§ **Task instructions**:
Among the entries that follow, some lines contain the word "while". Show all of them.

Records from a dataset
⁂
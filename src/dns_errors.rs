// Copyright (c) 2025 Erick Bourgeois, firestoned
// SPDX-License-Identifier: MIT

//! Error types for the DNS source controllers.
//!
//! This module provides specialized error types for:
//! - User configuration errors found while reading source object annotations
//! - Routing policy validation
//! - Object store (Kubernetes API) failures
//! - Annotation state conflicts
//! - Reconciliation failures, wrapping the above with object context
//!
//! User configuration errors fail identically until the annotation is fixed; they are
//! reported as warning events on the source object. Store errors are transient and
//! retried by the controller's error policy.

use thiserror::Error;

/// Errors found while computing the desired DNS state from a source object.
///
/// All variants are caused by user misconfiguration of annotations or of the
/// source object itself.
#[derive(Error, Debug)]
pub enum SpecInputError {
    /// The DNS names annotation is present but has an empty value
    ///
    /// An absent annotation means "not relevant"; an empty one is a misconfiguration.
    #[error("empty value for annotation \"{key}\"")]
    EmptyAnnotation {
        /// The annotation key
        key: String,
    },

    /// The `*` wildcard name is used on a kind without host declarations
    #[error("domain name annotation value '*' is not allowed for {kind} objects")]
    WildcardNotAllowed {
        /// Lower-case kind name, e.g. `service`
        kind: String,
    },

    /// Annotated DNS names that are not declared by the ingress rules
    #[error("annotated dns names {} not declared by ingress", names.join(", "))]
    UndeclaredNames {
        /// The offending names
        names: Vec<String>,
    },

    /// The TTL annotation is not an integer
    #[error("invalid TTL: {source}")]
    InvalidTtl {
        /// Parse failure
        #[source]
        source: std::num::ParseIntError,
    },

    /// The CNAME lookup interval annotation is not an integer
    #[error("invalid CNameLookupInterval: {source}")]
    InvalidCNameLookupInterval {
        /// Parse failure
        #[source]
        source: std::num::ParseIntError,
    },

    /// The routing policy annotation is not valid JSON
    #[error("invalid routing policy: {source}")]
    InvalidRoutingPolicy {
        /// Decode failure
        #[source]
        source: serde_json::Error,
    },
}

/// Errors raised when validating or converting routing policies.
#[derive(Error, Debug, Clone, PartialEq, Eq)]
pub enum RoutingPolicyError {
    /// Routing policy type is not one of the supported types
    #[error("unknown routing policy type \"{0}\"")]
    UnknownType(String),

    /// Required parameter keys are missing
    #[error("missing required parameter keys for routing policy {policy}: {}", keys.join(", "))]
    MissingKeys {
        /// Policy type
        policy: String,
        /// Missing keys
        keys: Vec<String>,
    },

    /// Parameter keys that are neither required nor optional
    #[error("unexpected parameter keys for routing policy {policy}: {}", keys.join(", "))]
    UnexpectedKeys {
        /// Policy type
        policy: String,
        /// Unexpected keys
        keys: Vec<String>,
    },
}

/// Errors of the object stores used by the reconcilers.
#[derive(Error, Debug)]
pub enum StoreError {
    /// Object does not exist
    #[error("{kind} {key} not found")]
    NotFound {
        /// Object kind
        kind: String,
        /// `namespace/name` of the object
        key: String,
    },

    /// Object already exists on create
    #[error("{kind} {key} already exists")]
    AlreadyExists {
        /// Object kind
        kind: String,
        /// `namespace/name` of the object
        key: String,
    },

    /// Optimistic concurrency failure (stale resource version)
    #[error("conflict updating {kind} {key}: the object has been modified")]
    Conflict {
        /// Object kind
        kind: String,
        /// `namespace/name` of the object
        key: String,
    },

    /// Object cannot be stored as given (e.g. it has neither name nor generate name)
    #[error("invalid {kind}: {reason}")]
    Invalid {
        /// Object kind
        kind: String,
        /// What is wrong
        reason: String,
    },

    /// Kubernetes API error
    #[error(transparent)]
    Kube(kube::Error),

    /// Serialization error while patching objects
    #[error("serialization failed: {0}")]
    Serialization(#[from] serde_json::Error),
}

impl StoreError {
    /// Whether the error means the object does not exist.
    #[must_use]
    pub fn is_not_found(&self) -> bool {
        match self {
            StoreError::NotFound { .. } => true,
            StoreError::Kube(kube::Error::Api(api_err)) => api_err.code == 404,
            _ => false,
        }
    }
}

impl From<kube::Error> for StoreError {
    fn from(err: kube::Error) -> Self {
        StoreError::Kube(err)
    }
}

/// Invalid combination of command line settings.
#[derive(Error, Debug, PartialEq, Eq)]
pub enum ConfigError {
    /// The `DNSEntry` source controller would read the entries it generates
    #[error(
        "dnsentry controller needs a different target class or cluster: source and target \
         are both class \"{class}\" in the same cluster"
    )]
    DnsEntrySourceIsTarget {
        /// Normalized class of source and target
        class: String,
    },
}

/// Errors of the annotation state shared by the source controllers.
#[derive(Error, Debug)]
pub enum StateError {
    /// Another `DNSAnnotation` already targets the resource
    #[error("conflicting DNSAnnotation for the same resource reference: {existing}")]
    ConflictingAnnotation {
        /// `namespace/name` of the `DNSAnnotation` holding the reference
        existing: String,
    },

    /// The state lock was poisoned by a panicking thread
    #[error("annotation state lock poisoned")]
    LockPoisoned,

    /// Updating the `DNSAnnotation` status failed
    #[error("failed to update status of DNSAnnotation {key}: {source}")]
    StatusUpdate {
        /// `namespace/name` of the `DNSAnnotation`
        key: String,
        /// Underlying store failure
        #[source]
        source: StoreError,
    },
}

/// Reconciliation failure of a source object.
///
/// The controller's error policy requeues the object with a delay for every variant.
#[derive(Error, Debug)]
pub enum ReconcileError {
    /// Desired state could not be computed from the source object
    #[error(transparent)]
    SpecInput(#[from] SpecInputError),

    /// An object store operation failed
    #[error("{context}: {source}")]
    Store {
        /// What was attempted, including object kind and name
        context: String,
        /// Underlying store failure
        #[source]
        source: StoreError,
    },

    /// The annotation state rejected the request
    #[error(transparent)]
    State(#[from] StateError),
}

impl ReconcileError {
    /// Wrap a store error with context.
    pub fn store(context: impl Into<String>, source: StoreError) -> Self {
        ReconcileError::Store {
            context: context.into(),
            source,
        }
    }
}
⁂
§ **Expected output**:
//! - User configuration errors found while reading source object annotations
/// Errors found while computing the desired DNS state from a source object.
    /// Serialization error while patching objects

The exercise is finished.